# HOW TO COMPLETE THIS TASK
Would you please write out the records below exactly as they appear?

# MATERIAL FOR THIS EXERCISE
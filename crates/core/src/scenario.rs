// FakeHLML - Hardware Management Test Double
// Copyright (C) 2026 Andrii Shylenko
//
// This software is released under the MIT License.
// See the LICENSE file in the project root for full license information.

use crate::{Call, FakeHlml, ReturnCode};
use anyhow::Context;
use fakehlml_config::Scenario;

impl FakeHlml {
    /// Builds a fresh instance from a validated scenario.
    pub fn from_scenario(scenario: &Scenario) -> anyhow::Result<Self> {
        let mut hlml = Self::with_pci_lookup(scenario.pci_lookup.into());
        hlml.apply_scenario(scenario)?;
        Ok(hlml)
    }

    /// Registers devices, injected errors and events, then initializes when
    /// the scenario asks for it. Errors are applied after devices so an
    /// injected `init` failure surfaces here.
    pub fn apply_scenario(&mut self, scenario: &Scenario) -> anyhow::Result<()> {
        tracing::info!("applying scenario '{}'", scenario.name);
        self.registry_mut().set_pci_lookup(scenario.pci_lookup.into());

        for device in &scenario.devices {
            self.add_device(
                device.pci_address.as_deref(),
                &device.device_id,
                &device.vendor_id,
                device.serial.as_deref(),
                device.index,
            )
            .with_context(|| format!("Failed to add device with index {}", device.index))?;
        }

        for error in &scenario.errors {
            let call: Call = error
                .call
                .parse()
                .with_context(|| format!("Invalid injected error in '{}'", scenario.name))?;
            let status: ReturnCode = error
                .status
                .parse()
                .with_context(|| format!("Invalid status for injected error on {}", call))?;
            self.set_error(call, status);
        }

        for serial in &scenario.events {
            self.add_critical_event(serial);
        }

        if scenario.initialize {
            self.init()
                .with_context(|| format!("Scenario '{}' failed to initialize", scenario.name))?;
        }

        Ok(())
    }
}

# EXERCISE SOLUTION
filename crates/core/src/scenario.rs
// FakeHLML - Hardware Management Test Double
// Copyright (C) 2026 Andrii Shylenko
//
// This software is released under the MIT License.
// See the LICENSE file in the project root for full license information.

use crate::{Call, FakeHlml, ReturnCode};
use anyhow::Context;
use fakehlml_config::Scenario;

impl FakeHlml {
    /// Builds a fresh instance from a validated scenario.
    pub fn from_scenario(scenario: &Scenario) -> anyhow::Result<Self> {
        let mut hlml = Self::with_pci_lookup(scenario.pci_lookup.into());
        hlml.apply_scenario(scenario)?;
        Ok(hlml)
    }

    /// Registers devices, injected errors and events, then initializes when
    /// the scenario asks for it. Errors are applied after devices so an
    /// injected `init` failure surfaces here.
    pub fn apply_scenario(&mut self, scenario: &Scenario) -> anyhow::Result<()> {
        tracing::info!("applying scenario '{}'", scenario.name);
        self.registry_mut().set_pci_lookup(scenario.pci_lookup.into());

        for device in &scenario.devices {
            self.add_device(
                device.pci_address.as_deref(),
                &device.device_id,
                &device.vendor_id,
                device.serial.as_deref(),
                device.index,
            )
            .with_context(|| format!("Failed to add device with index {}", device.index))?;
        }

        for error in &scenario.errors {
            let call: Call = error
                .call
                .parse()
                .with_context(|| format!("Invalid injected error in '{}'", scenario.name))?;
            let status: ReturnCode = error
                .status
                .parse()
                .with_context(|| format!("Invalid status for injected error on {}", call))?;
            self.set_error(call, status);
        }

        for serial in &scenario.events {
            self.add_critical_event(serial);
        }

        if scenario.initialize {
            self.init()
                .with_context(|| format!("Scenario '{}' failed to initialize", scenario.name))?;
        }

        Ok(())
    }
}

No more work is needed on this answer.